Presenting comparative data is a powerful motivational tool. By showing a user how their sleep quality stacks up against similar demographic groups, it provides context that individual data points lack. More importantly, the system doesn’t just show the comparison; it explains the ‘why,’ linking specific lifestyle factors, like a late-night cardio session, to their impact on rest. This deep, personalized analysis is absolutely critical for long-term engagement, especially as the market gets more crowded. With competitors like Apple rumored to be entering this space, the ability to deliver not just data, but genuine, tailored insights that help users connect the dots in their own health journey will be the key differentiator that keeps them invested in the ecosystem.
This AI assistant is still in a ‘Public Preview’ stage despite its global expansion. What specific user feedback or performance metrics are you monitoring most closely during this phase, and what are the key milestones for moving it to a full, official launch?

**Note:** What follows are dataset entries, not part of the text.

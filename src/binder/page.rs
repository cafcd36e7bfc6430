//! Whole-page templates rendered by a renderer's page capability.
//!
//! A source such as `about.jsx` becomes exactly one page. When the renderer
//! asks for hydration the page body is wrapped in an anchor keyed by the
//! page-level instance id.

use super::RenderContext;
use crate::{
    renderer::{PageInput, RenderError},
    store::IdMinter,
};
use anyhow::Result;
use regex::Regex;
use serde_json::Value;
use std::{path::Path, sync::LazyLock};

static BODY_OPEN: LazyLock<Regex> =
    LazyLock::new(|| Regex::new(r"(?i)<body\b[^>]*>").expect("valid regex"));

static BODY_CLOSE: LazyLock<Regex> =
    LazyLock::new(|| Regex::new(r"(?i)</body\s*>").expect("valid regex"));

/// Extensions rendered as whole pages, in registry order.
#[derive(Debug, Clone, Default)]
pub struct PageBinder {
    extensions: Vec<String>,
}

impl PageBinder {
    /// Bind every extension whose first claimant has a page capability.
    pub fn bind(ctx: &RenderContext<'_>) -> Self {
        let mut extensions = Vec::new();
        for renderer in ctx.registry.iter() {
            for ext in &renderer.extensions {
                if !extensions.contains(ext) && ctx.registry.page_renderer_for(ext).is_some() {
                    extensions.push(ext.clone());
                }
            }
        }
        Self { extensions }
    }

    pub fn handles(&self, ext: &str) -> bool {
        self.extensions.iter().any(|e| e.eq_ignore_ascii_case(ext))
    }

    /// Render `source` as a page at `url`.
    pub fn render(
        &self,
        ctx: &RenderContext<'_>,
        source: &Path,
        url: &str,
        data: &Value,
        minter: &IdMinter,
    ) -> Result<String> {
        let ext = source
            .extension()
            .and_then(|e| e.to_str())
            .unwrap_or_default()
            .to_ascii_lowercase();
        let renderer = ctx
            .registry
            .page_renderer_for(&ext)
            .ok_or_else(|| RenderError::UnknownExtension(ext.clone()))?;
        let page = renderer
            .page
            .as_ref()
            .ok_or_else(|| RenderError::MissingCapability {
                renderer: renderer.name.clone(),
                capability: "page",
            })?;

        let rendered = page.render_page(&PageInput {
            source,
            url,
            data,
            aliases: ctx.aliases,
        })?;

        let id = minter.page_id();
        let hydrate = rendered.hydrate;
        if hydrate.is_none() {
            // Recorded so the store describes every page root, hydrated or not
            ctx.anchor(&id, &renderer.name, source, rendered.props, hydrate, String::new());
            return Ok(rendered.html);
        }

        let (before, inner, after) = split_body(&rendered.html);
        let anchored = ctx.anchor(&id, &renderer.name, source, rendered.props, hydrate, inner.to_owned());
        Ok(format!("{before}{anchored}{after}"))
    }
}

/// Split a document around its body content. Fragments are all body.
fn split_body(html: &str) -> (&str, &str, &str) {
    let open = BODY_OPEN.find(html);
    let close = BODY_CLOSE.find_iter(html).last();
    match (open, close) {
        (Some(open), Some(close)) if open.end() <= close.start() => (
            &html[..open.end()],
            &html[open.end()..close.start()],
            &html[close.start()..],
        ),
        _ => ("", html, ""),
    }
}

#[cfg(test)]
mod tests {
    use super::*;
    use crate::{
        bundler::Bundler,
        middleware::Middleware,
        renderer::{RenderedPage, RendererDescriptor, RendererRegistry, page_fn},
        store::{ComponentAttrStore, Hydrate},
    };
    use std::{
        collections::BTreeMap,
        path::PathBuf,
        sync::Arc,
    };

    struct UrlBundler;

    impl Bundler for UrlBundler {
        fn resolve_import(&self, specifier: &str, _: &Path) -> Result<PathBuf> {
            Ok(PathBuf::from(specifier))
        }

        fn module_url(&self, module: &Path) -> String {
            module.display().to_string()
        }

        fn transform_html(&self, html: String, _: &Path) -> Result<String> {
            Ok(html)
        }

        fn middleware(&self) -> Option<Arc<dyn Middleware>> {
            None
        }
    }

    fn registry() -> RendererRegistry {
        RendererRegistry::new(vec![
            RendererDescriptor::new("preact", ["jsx"]).with_page(page_fn(|input| {
                Ok(RenderedPage {
                    html: format!("<html><head></head><body class=\"x\"><h1>{}</h1></body></html>", input.url),
                    hydrate: Hydrate::Eager,
                    props: serde_json::json!({ "url": input.url }),
                })
            })),
            RendererDescriptor::new("static", ["tsx"])
                .with_page(page_fn(|_| Ok(RenderedPage::static_html("<main>static</main>")))),
            RendererDescriptor::new("inline", ["svelte"]),
        ])
    }

    #[test]
    fn test_bind_page_extensions() {
        let registry = registry();
        let store = ComponentAttrStore::new();
        let aliases = BTreeMap::new();
        let ctx = RenderContext {
            registry: &registry,
            store: &store,
            bundler: &UrlBundler,
            aliases: &aliases,
        };
        let binder = PageBinder::bind(&ctx);
        assert_eq!(binder.extensions, ["jsx", "tsx"]);
        assert!(binder.handles("JSX"));
        assert!(!binder.handles("svelte"));
    }

    #[test]
    fn test_hydrated_page_is_anchored() {
        let registry = registry();
        let store = ComponentAttrStore::new();
        let aliases = BTreeMap::new();
        let ctx = RenderContext {
            registry: &registry,
            store: &store,
            bundler: &UrlBundler,
            aliases: &aliases,
        };
        let minter = IdMinter::new("about.jsx");
        let html = PageBinder::bind(&ctx)
            .render(&ctx, Path::new("/site/about.jsx"), "/about/", &Value::Null, &minter)
            .unwrap();

        let id = minter.page_id();
        assert!(html.contains(&format!(
            "<body class=\"x\"><isle-root data-isle-id=\"{id}\" data-isle-renderer=\"preact\"><h1>/about/</h1></isle-root></body>"
        )));
        let attrs = store.get(&id).unwrap();
        assert_eq!(attrs.hydrate, Hydrate::Eager);
        assert_eq!(attrs.component, "/site/about.jsx");
        assert_eq!(attrs.props["url"], "/about/");
    }

    #[test]
    fn test_static_page_is_untouched() {
        let registry = registry();
        let store = ComponentAttrStore::new();
        let aliases = BTreeMap::new();
        let ctx = RenderContext {
            registry: &registry,
            store: &store,
            bundler: &UrlBundler,
            aliases: &aliases,
        };
        let minter = IdMinter::new("index.tsx");
        let html = PageBinder::bind(&ctx)
            .render(&ctx, Path::new("/site/index.tsx"), "/", &Value::Null, &minter)
            .unwrap();
        assert_eq!(html, "<main>static</main>");
        assert!(store.get(&minter.page_id()).unwrap().hydrate.is_none());
    }

    #[test]
    fn test_unclaimed_extension_errors() {
        let registry = registry();
        let store = ComponentAttrStore::new();
        let aliases = BTreeMap::new();
        let ctx = RenderContext {
            registry: &registry,
            store: &store,
            bundler: &UrlBundler,
            aliases: &aliases,
        };
        let err = PageBinder::bind(&ctx)
            .render(&ctx, Path::new("/site/x.svelte"), "/x/", &Value::Null, &IdMinter::new("x"))
            .unwrap_err();
        assert!(matches!(
            err.downcast_ref::<RenderError>(),
            Some(RenderError::UnknownExtension(_))
        ));
    }

    #[test]
    fn test_split_body_fragment() {
        assert_eq!(split_body("<p>x</p>"), ("", "<p>x</p>", ""));
    }
}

During a ‘Public Preview’ phase like this, the focus is twofold: model accuracy and user engagement. We are closely monitoring the relevance and safety of the Gemini model’s recommendations to ensure it’s providing genuinely helpful and appropriate advice. At the same time, we’re tracking engagement metrics around the ‘Ask Coach’ feature—what kinds of questions are being asked, how often users interact with it, and whether they act on the suggestions provided. The key milestone for a full launch isn’t just about technical stability; it’s about reaching a point where we are confident the AI consistently delivers accurate, personalized, and engaging health advice that users find indispensable to their daily routines. The global expansion suggests that confidence is already quite high.
What is your forecast for AI-powered personal health assistants?
My forecast is that these AI assistants will become the central nervous system of personal health management. We will move away from fragmented apps and data points toward a single, conversational interface that understands our complete health picture—from fitness and sleep to nutrition and mental well-being. These assistants will become proactive partners, not just flagging risks but offering preventative solutions, adjusting our daily plans in real-time, and providing motivation rooted in a deep understanding of our personal history and goals. The technology will become so seamlessly integrated and predictive that we’ll wonder how we ever managed our health without it.